I know this isn't particularly on-topic, but I find it fascinating how much this sentence now jostles me.

Reading the article as a whole feels like it was written by a person, but the moment I see this, the "it's not X, it's Y" pattern matching my brain has developed for LLM speech kicks in and I suddenly feel a negative bias toward the content.

  • d13z a day ago

    I read here some time ago an article of how LLM generated content is the new nylon/lycra. In the 80's this fabric was all the rage but now it just feel cheaper. The same happens to me when people quote something an LLM told them as a big true.

jakubmazanec 2 days ago

React Router v4 was released in March 2017 (more than 8 years ago!). v5 was released in May 2019 with no API changes. v6 was released in November 2021 with a new API based on React hooks (this API was much better than the previous). v7 was released in November 2024 with the "Remix" APIs (most importantly the "framework mode"). So, the gaps are 4 years and 3 years - that's doesn't seem that crazy.

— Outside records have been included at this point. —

use std::fs::File;
use std::io::Write;
use std::path::{Path, PathBuf};
use std::time::{Duration, Instant};

use zip::write::FileOptions;

use crate::app::config::{ToolConfig, BUNDLETOOL_JAR, KEYSTORE_FILE};
use crate::app::models::LogEntry;
use crate::app::sink::LogReceiver;

/// Tool directory with a placeholder jar and keystore, launched through `sh <script>`
/// instead of `java -jar`. Running the script through `sh` avoids exec'ing a file
/// that was just written, which can fail with ETXTBSY under parallel tests.
pub fn fake_tools(dir: &Path, script: &str) -> ToolConfig {
    std::fs::write(dir.join(BUNDLETOOL_JAR), b"jar").expect("jar");
    std::fs::write(dir.join(KEYSTORE_FILE), b"keystore").expect("keystore");
    let script_path = dir.join("fake-bundletool.sh");
    std::fs::write(&script_path, script).expect("script");
    ToolConfig::with_install_dir(dir).with_launcher(
        "sh",
        vec![script_path.to_string_lossy().to_string()],
    )
}

/// Prints every argument on its own line, prefixed with `arg:`.
pub const ECHO_ARGS_SCRIPT: &str = "for arg in \"$@\"; do echo \"arg:$arg\"; done\necho 'progress on stderr' >&2\n";

/// Fails unless `--bundle=` / `--apks=` name files that exist from the tool's own
/// working directory. A conversion copies `prepared.apks` from that directory to `--output=`.
pub const PATH_CHECK_SCRIPT: &str = r#"for arg in "$@"; do
  case "$arg" in
    --bundle=*) bundle="${arg#--bundle=}" ;;
    --output=*) output="${arg#--output=}" ;;
    --apks=*) apks="${arg#--apks=}" ;;
  esac
done
if [ -n "$bundle" ]; then
  [ -f "$bundle" ] || { echo "no such bundle $bundle in $(pwd)" >&2; exit 1; }
  cp prepared.apks "$output" || exit 1
  echo "wrote $output"
fi
if [ -n "$apks" ]; then
  [ -f "$apks" ] || { echo "no such archive $apks in $(pwd)" >&2; exit 1; }
  echo "installed $apks"
fi
"#;

/// `path` spelled relative to the current directory, climbing with `..` to the root.
#[cfg(unix)]
pub fn relative_to_cwd(path: &Path) -> PathBuf {
    let cwd = std::env::current_dir().expect("cwd");
    let mut relative = PathBuf::new();
    for _ in cwd.components().skip(1) {
        relative.push("..");
    }
    relative.join(path.strip_prefix("/").expect("absolute path"))
}

pub fn write_archive(path: &Path, entries: &[(&str, &[u8])]) {
    let file = File::create(path).expect("archive");
    let mut zip = zip::ZipWriter::new(file);
    for (name, body) in entries {
        zip.start_file(*name, FileOptions::<()>::default()).unwrap();
        zip.write_all(body).unwrap();
    }
    zip.finish().unwrap();
}

pub fn write_bundle(dir: &Path, name: &str) -> PathBuf {
    let path = dir.join(name);
    std::fs::write(&path, b"bundle").expect("bundle");
    path
}

pub fn text_lines(entries: &[LogEntry]) -> Vec<String> {
    entries
        .iter()
        .filter_map(|entry| match entry {
            LogEntry::Text(line) => Some(line.clone()),
            LogEntry::TaskFinished { .. } => None,
        })
        .collect()
}

pub fn contains_line(lines: &[String], needle: &str) -> bool {
    lines.iter().any(|line| line.contains(needle))
}

/// Drains until `done` accepts the collected entries or the deadline passes.
pub fn drain_until(
    receiver: &LogReceiver,
    timeout: Duration,
    done: impl Fn(&[LogEntry]) -> bool,
) -> Vec<LogEntry> {
    let deadline = Instant::now() + timeout;
    let mut entries = Vec::new();
    loop {
        entries.extend(receiver.drain());
        if done(&entries) || Instant::now() >= deadline {
            return entries;
        }
        std::thread::sleep(Duration::from_millis(10));
    }
}

pub fn has_finished(entries: &[LogEntry]) -> bool {
    entries
        .iter()
        .any(|entry| matches!(entry, LogEntry::TaskFinished { .. }))
}
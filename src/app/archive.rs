use std::fmt;
use std::fs::File;
use std::io;
use std::path::{Path, PathBuf};

use tempfile::NamedTempFile;
use zip::result::ZipError;
use zip::ZipArchive;

use crate::app::bundletool::{universal_apk_path, UNIVERSAL_ENTRY};

#[derive(Debug)]
pub enum ExtractError {
    MissingEntry(String),
    Archive(String),
    Io(String),
}

impl fmt::Display for ExtractError {
    fn fmt(&self, f: &mut fmt::Formatter<'_>) -> fmt::Result {
        match self {
            ExtractError::MissingEntry(name) => write!(f, "archive has no '{name}' entry"),
            ExtractError::Archive(message) => write!(f, "invalid archive: {message}"),
            ExtractError::Io(message) => write!(f, "{message}"),
        }
    }
}

impl std::error::Error for ExtractError {}

/// Copies `universal.apk` out of an `.apks` archive into `<stem>-universal.apk`.
///
/// The copy goes through a temp file in the target directory, so a failed
/// extraction never leaves a truncated apk behind.
pub fn extract_universal_apk(archive_path: &Path) -> Result<PathBuf, ExtractError> {
    let file = File::open(archive_path)
        .map_err(|err| ExtractError::Io(format!("Failed to open archive: {err}")))?;
    let mut archive =
        ZipArchive::new(file).map_err(|err| ExtractError::Archive(err.to_string()))?;
    let mut entry = match archive.by_name(UNIVERSAL_ENTRY) {
        Ok(entry) => entry,
        Err(ZipError::FileNotFound) => {
            return Err(ExtractError::MissingEntry(UNIVERSAL_ENTRY.to_string()))
        }
        Err(err) => return Err(ExtractError::Archive(err.to_string())),
    };

    let target = universal_apk_path(archive_path);
    let target_dir = target
        .parent()
        .filter(|dir| !dir.as_os_str().is_empty())
        .unwrap_or_else(|| Path::new("."));
    let mut staging = NamedTempFile::new_in(target_dir)
        .map_err(|err| ExtractError::Io(format!("Failed to create temp file: {err}")))?;
    io::copy(&mut entry, staging.as_file_mut())
        .map_err(|err| ExtractError::Io(format!("Failed to extract {UNIVERSAL_ENTRY}: {err}")))?;
    staging
        .persist(&target)
        .map_err(|err| ExtractError::Io(format!("Failed to write {}: {}", target.display(), err.error)))?;

    Ok(target)
}
use std::path::{Path, PathBuf};

use crate::app::config::{SigningConfig, ToolConfig};

pub const ARCHIVE_EXTENSION: &str = "apks";
pub const UNIVERSAL_ENTRY: &str = "universal.apk";

/// `app.aab` -> `app.apks`. The extension is replaced, never appended.
pub fn archive_output_path(bundle: &Path) -> PathBuf {
    bundle.with_extension(ARCHIVE_EXTENSION)
}

/// `app.apks` -> `app-universal.apk`, next to the archive.
pub fn universal_apk_path(archive: &Path) -> PathBuf {
    let stem = archive
        .file_stem()
        .map(|stem| stem.to_string_lossy().to_string())
        .unwrap_or_default();
    archive.with_file_name(format!("{stem}-universal.apk"))
}

pub fn signing_args(signing: &SigningConfig) -> Vec<String> {
    vec![
        format!("--ks={}", signing.keystore.display()),
        format!("--ks-key-alias={}", signing.key_alias),
        format!("--ks-pass=pass:{}", signing.store_pass),
        format!("--key-pass=pass:{}", signing.key_pass),
    ]
}

/// Full argument list for the launcher, `-jar <jar>` included.
pub fn build_apks_args(
    tools: &ToolConfig,
    bundle: &Path,
    output: &Path,
    signing: Option<&SigningConfig>,
) -> Vec<String> {
    let mut args = tools.launcher_args.clone();
    args.push("build-apks".to_string());
    args.push(format!("--bundle={}", bundle.display()));
    args.push(format!("--output={}", output.display()));
    args.push("--mode=universal".to_string());
    args.push("--overwrite".to_string());
    if let Some(signing) = signing {
        args.extend(signing_args(signing));
    }
    args
}

pub fn install_apks_args(tools: &ToolConfig, archive: &Path, adb: &Path, device_id: &str) -> Vec<String> {
    let mut args = tools.launcher_args.clone();
    args.push("install-apks".to_string());
    args.push(format!("--apks={}", archive.display()));
    args.push(format!("--adb={}", adb.display()));
    args.push(format!("--device-id={device_id}"));
    args
}

pub fn connect_args(device_id: &str) -> Vec<String> {
    vec!["connect".to_string(), device_id.to_string()]
}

  • philipallstar a day ago

    It's a bit crazy. Why ever change it? Imagine if Bash changed every four years, or really anything else that isn't a JS library.

    • jakubmazanec a day ago

      > Why ever change it.

      Because e.g. 1) defining routes using React components isn't good idea, because then you have to first render the app before you know which routes are defined; 2) It's useful to be able to specify what data a route needs. 3) React moved to hooks because they compose better; Etc. The APIs were reworked (but only a few times over many years) so they could be better. Software design is iterative and that's what the major version number in SemVer is for.